И вот такого древнего дедушку мы, девчонки, обожали! Мы даже не понимали, сколько ему лет, такой он был старый! Но нам он казался самой жизнью – легкой и бесплотной.
У меня был еще один объект обожания – Владимир Георгиевич Шлезингер. В то время, когда вся страна, все женщины Советского Союза были влюблены в красавцев-вахтанговцев – Василия Семеновича Ланового, Юрия Васильевича Яковлева, Михаила Александровича Ульянова, – мне, наоборот, нравились недооцененные. Мое сердце открывалось недооцененным, но не менее гениальным.
Владимир Георгиевич Шлезингер, который мало был известен в кино и не очень много играл в театре, был завкафедрой актерского мастерства Щукинского училища.
Когда он работал с нами на этюдах или на спектаклях, его чувство юмора и артистизм приводили нас в неистовство. Мы хохотали так, что болели скулы от смеха, начинались колики в животе.

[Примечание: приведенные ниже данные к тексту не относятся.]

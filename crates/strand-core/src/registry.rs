//! # Entity Registry Boundary
//!
//! The registry tracks which chain each thread is currently building. A
//! session registers every new root with the call token it allocated and
//! expects back exactly that node; anything else means a stale entry was
//! read and the start is rejected.

use crate::types::{CallToken, NodeId, StrandError};
use dashmap::DashMap;
use std::thread::ThreadId;

/// One registration request.
#[derive(Debug, Clone, Copy, PartialEq, Eq)]
pub struct Registration {
    /// Thread building the chain.
    pub thread: ThreadId,
    /// Token allocated for this building sequence.
    pub token: CallToken,
    /// Root of the new chain.
    pub root: NodeId,
}

/// Registry of chains under construction.
pub trait EntityRegistry: Send + Sync {
    /// Register a new root and return the node now current for the thread.
    fn register(&self, registration: Registration) -> Result<NodeId, StrandError>;

    /// Forget the chain `token` of `thread`, if it is still the current one.
    fn deregister(&self, thread: ThreadId, token: CallToken);
}

/// Default registry: one entry per thread.
#[derive(Debug, Default)]
pub struct ThreadRegistry {
    current: DashMap<ThreadId, Registration>,
}

impl ThreadRegistry {
    /// Create an empty registry.
    #[must_use]
    pub fn new() -> Self {
        Self::default()
    }

    /// Number of threads with a chain under construction.
    #[must_use]
    pub fn active(&self) -> usize {
        self.current.len()
    }
}

impl EntityRegistry for ThreadRegistry {
    fn register(&self, registration: Registration) -> Result<NodeId, StrandError> {
        self.current.insert(registration.thread, registration);
        let current = self
            .current
            .get(&registration.thread)
            .map(|entry| *entry.value());
        match current {
            Some(found) if found.token == registration.token => Ok(found.root),
            _ => {
                tracing::warn!(token = %registration.token, "registration could not be confirmed");
                Err(StrandError::RegistrationConflict {
                    token: registration.token,
                })
            }
        }
    }

    fn deregister(&self, thread: ThreadId, token: CallToken) {
        self.current.remove_if(&thread, |_, entry| entry.token == token);
    }
}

«Владимир Георгиевич, да вы же… Вы же гений! – думала я. Надо бы ему – какой-то подарок!.. А что и как ему можно подарить? Может быть, на праздник, а то подумает, что подлизываюсь».
И вот в один из вечеров, когда я бежала к метро вниз по Вахтанговскому переулку, передо мной возникло знакомое пальто.
Дело в том, что наши студенты до мелочей знали верхнюю одежду преподавателей. Она висела в первых рядах в открытой гардеробной, справа от входной двери. И мы, опаздывая на занятия, первым делом оглядывали гардеробную – пришел или нет тот или иной преподаватель.
Так вот, передо мной двигалось пальто Шлезингера, но фигура была не его. Я чуть-чуть прибавила темп и, поровнявшись, повернула голову.
«Господи, да это же Шлеза», – так мы его звали между собой. Только расстроенный, озабоченный и непривычно сгорбленный. Поэтому-то я его и не сразу узнала. И я решила – это было спонтанное решение – поднять ему настроение.
– Владимир Георгиевич! – окликнула я.
Модель 1975 года: эта фотография висела в окнах знаменитой «Чародейки»
– Да. Что тебе? – Он не понял, откуда я взялась и почему его остановила. – Что ты хочешь сказать?